Ossama Mohamed é um realizador sírio exilado em Paris desde 2011. Wiam Simav Bedirxan – “simav” significa “água prateada” – é uma professora da cidade de Homs que, quando a guerra civil síria chegou à sua cidade, compelida a documentar o sofrimento que testemunhava, entrou em contacto com Mohamed, pedindo-lhe conselhos sobre o que filmar e como filmar.

Desses contactos resultou esta colaboração mais extensa a que chamaram Água Prateada – um Auto-Retrato da Síria. As imagens captadas por Simav em Homs são integradas no filme, mas o essencial da estrutura foi encontrado por entre os milhares de imagens captadas por anónimos e publicadas no Youtube e outros locais de partilha de vídeos amadores.

Um “filme-youtube”, portanto, algo que astuciosamente não é dissimulado a partir de um pormenor simples na banda de som, a integração de “ruídos de computador”, cliques e afins, a sublinharem o facto de ser um filme feito ao computador, em frente à Internet, apenas possível pelos computadores e pela Internet. Não conta a história da guerra civil, ou pelo menos não conta apenas a história da guerra civil, antes construindo com, e sobre, as suas imagens, um longo poema –a voz “off” – e sobre o horror e sobre os “desastres da guerra”. É nesta perspectiva, quase “pictórica”, que as muitas imagens de atrocidades e cadáveres se aguentam sem exibicionismo ou sensacionalismo: assim recontextualizadas, jogadas umas contra às outras, convertem-se num longo lamento, um longo choro, que por isso se torna também num fortíssimo testemunho de um quotidiano drasticamente alterado, uma “normalidade” perdida entre ruínas e corpos estraçalhados.
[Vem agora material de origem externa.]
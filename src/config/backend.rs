//! Hosted backend configuration (auth + tables)

use secrecy::{ExposeSecret, SecretString};
use serde::Deserialize;
use std::time::Duration;

use super::error::ValidationError;
use super::server::Environment;
use crate::adapters::supabase::SupabaseConfig;

const MIN_JWT_SECRET_LEN: usize = 32;

/// Backend project settings
#[derive(Debug, Clone, Deserialize)]
pub struct BackendConfig {
    /// Project URL, e.g. `https://abcd.supabase.co`
    pub url: String,

    /// Public anon key
    pub anon_key: SecretString,

    /// Service-role key. Table calls only use it when `use_service_role`
    /// is set; otherwise they act as the caller.
    #[serde(default)]
    pub service_role_key: Option<SecretString>,

    /// Make table calls with the service-role key, bypassing row-level
    /// security for every caller
    #[serde(default)]
    pub use_service_role: bool,

    /// Secret access tokens are signed with
    pub jwt_secret: SecretString,

    /// Per-request timeout in seconds
    #[serde(default = "default_request_timeout")]
    pub request_timeout_secs: u64,
}

impl BackendConfig {
    pub fn request_timeout(&self) -> Duration {
        Duration::from_secs(self.request_timeout_secs)
    }

    /// Connection settings for the backend adapters.
    pub fn supabase(&self) -> SupabaseConfig {
        let anon_key = self.anon_key.expose_secret().clone();
        let mut config =
            SupabaseConfig::new(self.url.clone(), anon_key).with_timeout(self.request_timeout());
        if let Some(key) = &self.service_role_key {
            config = config.with_service_role_key(key.expose_secret().clone());
        }
        config
    }

    pub fn validate(&self, environment: &Environment) -> Result<(), ValidationError> {
        if self.url.is_empty() {
            return Err(ValidationError::MissingRequired("BACKEND__URL"));
        }
        if !self.url.starts_with("http://") && !self.url.starts_with("https://") {
            return Err(ValidationError::InvalidBackendUrl);
        }
        if *environment == Environment::Production && !self.url.starts_with("https://") {
            return Err(ValidationError::BackendMustBeHttps);
        }
        if self.anon_key.expose_secret().is_empty() {
            return Err(ValidationError::MissingRequired("BACKEND__ANON_KEY"));
        }
        if self.use_service_role && self.service_role_key.is_none() {
            return Err(ValidationError::MissingRequired("BACKEND__SERVICE_ROLE_KEY"));
        }
        if self.jwt_secret.expose_secret().len() < MIN_JWT_SECRET_LEN {
            return Err(ValidationError::JwtSecretTooShort);
        }
        if self.request_timeout_secs == 0 || self.request_timeout_secs > 120 {
            return Err(ValidationError::InvalidTimeout);
        }
        Ok(())
    }
}

fn default_request_timeout() -> u64 {
    10
}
O lamento não é por um lado do conflito nem por outro. O filme chora pela Síria, por todos os sírios, assim como acusa a Síria e todos os sírios – é “o funeral mais demorado de todo os tempos”, diz-se no filme. Contra o maniqueísmo – há pelo menos uma sequência em que se estabelece um paralelismo, visual e sonoro (as canções de uns e de outros) entre os leais a Bashar e o exército rebelde – Mohamed e Simav partem de um princípio salutar: não há assassinos “bons”, nem mortos “maus”. Entre dois cadáveres de campo opostos, não escolhem; vêm apenas morte e sofrimento. Sobre isto, desenha-se o tema da inocência definitivamente perdida, e talvez por isso uma figura recorrente – sobretudo nas imagens filmadas por Simav em Homs – sejam as crianças, as crianças mortas, as crianças entre ruínas, as crianças a visitarem os túmulos frescos dos pais. No momento mais surpreendente do filme, estas crianças já não são só sírias, são “todas as crianças”: imagens dum televisor onde passa o célebre combate de boxe de Luzes da Cidade (sempre Chaplin…) e em “off” o riso duns quantos miúdos, alguns deles estropiados.

Objecto bastante singular, a sua validade vai um pouco além da mera importância documental: trata-se de uma forma inteligente de introduzir, nesse material caótico produzido pela “urgência”, algum tipo de mediação e reflexão – inclusivamente sobre a natureza dessas imagens.